• [TASK DIRECTIONS] Pick each line containing "port" out of the records.

※

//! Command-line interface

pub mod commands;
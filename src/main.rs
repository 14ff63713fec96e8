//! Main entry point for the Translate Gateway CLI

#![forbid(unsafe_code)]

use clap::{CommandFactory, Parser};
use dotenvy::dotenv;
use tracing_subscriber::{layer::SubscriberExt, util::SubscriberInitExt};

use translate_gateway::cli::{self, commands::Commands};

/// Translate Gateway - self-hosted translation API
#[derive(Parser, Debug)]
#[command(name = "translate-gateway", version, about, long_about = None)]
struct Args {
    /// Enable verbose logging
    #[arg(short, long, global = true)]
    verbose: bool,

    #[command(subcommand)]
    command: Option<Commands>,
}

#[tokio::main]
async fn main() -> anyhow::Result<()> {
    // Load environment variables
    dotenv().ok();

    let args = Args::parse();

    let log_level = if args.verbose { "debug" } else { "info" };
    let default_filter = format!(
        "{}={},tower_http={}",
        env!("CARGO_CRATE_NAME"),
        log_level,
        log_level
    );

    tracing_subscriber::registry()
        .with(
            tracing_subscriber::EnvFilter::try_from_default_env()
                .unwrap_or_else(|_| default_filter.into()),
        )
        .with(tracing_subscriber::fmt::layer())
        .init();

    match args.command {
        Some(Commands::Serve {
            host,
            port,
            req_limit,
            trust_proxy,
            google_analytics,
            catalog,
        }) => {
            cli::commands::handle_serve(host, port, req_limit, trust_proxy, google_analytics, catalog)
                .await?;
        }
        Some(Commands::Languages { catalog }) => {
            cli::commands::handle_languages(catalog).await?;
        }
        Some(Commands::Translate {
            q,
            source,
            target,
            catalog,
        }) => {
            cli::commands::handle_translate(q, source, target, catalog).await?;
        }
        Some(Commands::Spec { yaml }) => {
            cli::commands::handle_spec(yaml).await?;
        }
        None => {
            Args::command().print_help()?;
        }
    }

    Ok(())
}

※

• [RESPONSE]
            port,
            cli::commands::handle_serve(host, port, req_limit, trust_proxy, google_analytics, catalog)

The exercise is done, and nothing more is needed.